# Information given
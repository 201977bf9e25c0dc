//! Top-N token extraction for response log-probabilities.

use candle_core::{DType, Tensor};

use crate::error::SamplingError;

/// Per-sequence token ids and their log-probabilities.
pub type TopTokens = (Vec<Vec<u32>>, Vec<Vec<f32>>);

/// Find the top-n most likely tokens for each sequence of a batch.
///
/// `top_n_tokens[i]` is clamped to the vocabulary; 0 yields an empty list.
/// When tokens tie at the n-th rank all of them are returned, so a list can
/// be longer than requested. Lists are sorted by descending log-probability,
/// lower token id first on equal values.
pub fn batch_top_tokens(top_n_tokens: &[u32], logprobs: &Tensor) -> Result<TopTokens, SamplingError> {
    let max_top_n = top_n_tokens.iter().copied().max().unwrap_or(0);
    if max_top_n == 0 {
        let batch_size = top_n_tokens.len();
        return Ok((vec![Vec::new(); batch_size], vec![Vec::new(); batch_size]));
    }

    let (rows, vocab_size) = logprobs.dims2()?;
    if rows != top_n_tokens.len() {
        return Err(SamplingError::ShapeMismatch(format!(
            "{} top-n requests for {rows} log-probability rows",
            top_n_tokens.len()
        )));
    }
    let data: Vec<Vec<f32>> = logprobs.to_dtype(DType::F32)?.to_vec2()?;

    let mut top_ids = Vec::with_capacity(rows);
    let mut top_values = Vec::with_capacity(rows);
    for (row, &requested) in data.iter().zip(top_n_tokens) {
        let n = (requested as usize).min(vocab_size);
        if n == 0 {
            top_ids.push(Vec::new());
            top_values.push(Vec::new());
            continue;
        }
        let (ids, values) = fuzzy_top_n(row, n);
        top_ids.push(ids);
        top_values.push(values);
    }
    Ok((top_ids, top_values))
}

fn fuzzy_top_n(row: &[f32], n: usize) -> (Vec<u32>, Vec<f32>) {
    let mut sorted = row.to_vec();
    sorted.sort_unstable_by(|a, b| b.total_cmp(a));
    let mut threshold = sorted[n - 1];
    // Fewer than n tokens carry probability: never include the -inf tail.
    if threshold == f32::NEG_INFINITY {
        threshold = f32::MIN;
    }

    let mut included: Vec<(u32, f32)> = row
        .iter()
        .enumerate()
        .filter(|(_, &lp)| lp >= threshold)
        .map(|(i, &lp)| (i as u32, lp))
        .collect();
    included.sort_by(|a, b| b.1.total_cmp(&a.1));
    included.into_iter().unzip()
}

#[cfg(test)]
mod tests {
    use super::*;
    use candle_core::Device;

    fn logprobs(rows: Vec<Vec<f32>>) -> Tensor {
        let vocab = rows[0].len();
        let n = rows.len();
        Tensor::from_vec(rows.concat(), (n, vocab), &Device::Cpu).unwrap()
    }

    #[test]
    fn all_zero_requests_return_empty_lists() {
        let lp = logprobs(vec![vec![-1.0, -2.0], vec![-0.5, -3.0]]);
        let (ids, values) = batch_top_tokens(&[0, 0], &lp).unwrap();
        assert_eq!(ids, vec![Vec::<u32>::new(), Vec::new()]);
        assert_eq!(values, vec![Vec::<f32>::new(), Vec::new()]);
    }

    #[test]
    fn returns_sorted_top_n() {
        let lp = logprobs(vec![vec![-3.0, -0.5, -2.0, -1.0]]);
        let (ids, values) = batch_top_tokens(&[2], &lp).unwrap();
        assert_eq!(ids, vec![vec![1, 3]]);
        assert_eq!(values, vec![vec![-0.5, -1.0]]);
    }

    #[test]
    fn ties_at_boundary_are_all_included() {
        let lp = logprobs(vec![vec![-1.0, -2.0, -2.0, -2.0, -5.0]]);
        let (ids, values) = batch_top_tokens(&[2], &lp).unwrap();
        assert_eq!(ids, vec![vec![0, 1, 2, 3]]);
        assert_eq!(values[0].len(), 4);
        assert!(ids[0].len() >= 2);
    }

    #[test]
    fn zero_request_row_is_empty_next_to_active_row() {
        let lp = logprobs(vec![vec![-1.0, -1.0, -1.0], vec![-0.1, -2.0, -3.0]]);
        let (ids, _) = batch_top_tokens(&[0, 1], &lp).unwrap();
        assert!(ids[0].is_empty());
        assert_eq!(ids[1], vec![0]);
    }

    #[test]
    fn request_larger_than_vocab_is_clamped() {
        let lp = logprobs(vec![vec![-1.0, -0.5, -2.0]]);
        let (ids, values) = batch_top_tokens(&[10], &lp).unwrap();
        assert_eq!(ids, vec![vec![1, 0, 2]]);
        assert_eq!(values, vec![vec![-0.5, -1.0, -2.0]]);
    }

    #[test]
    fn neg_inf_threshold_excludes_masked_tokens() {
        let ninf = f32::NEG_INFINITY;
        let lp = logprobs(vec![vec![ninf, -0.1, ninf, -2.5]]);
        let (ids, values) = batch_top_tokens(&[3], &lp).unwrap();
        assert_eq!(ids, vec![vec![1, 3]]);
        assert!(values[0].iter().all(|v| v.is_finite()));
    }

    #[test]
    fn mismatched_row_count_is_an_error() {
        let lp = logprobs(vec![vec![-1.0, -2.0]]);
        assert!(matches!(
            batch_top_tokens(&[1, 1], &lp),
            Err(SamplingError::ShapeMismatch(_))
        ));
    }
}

# What to do
Above are the records; from them, give again exactly the lines from the one containing "threshold = f32::MIN;" through the one containing "use candle_core::Device;", both included.

# Result of this task
        threshold = f32::MIN;
    }

    let mut included: Vec<(u32, f32)> = row
        .iter()
        .enumerate()
        .filter(|(_, &lp)| lp >= threshold)
        .map(|(i, &lp)| (i as u32, lp))
        .collect();
    included.sort_by(|a, b| b.1.total_cmp(&a.1));
    included.into_iter().unzip()
}

#[cfg(test)]
mod tests {
    use super::*;
    use candle_core::Device;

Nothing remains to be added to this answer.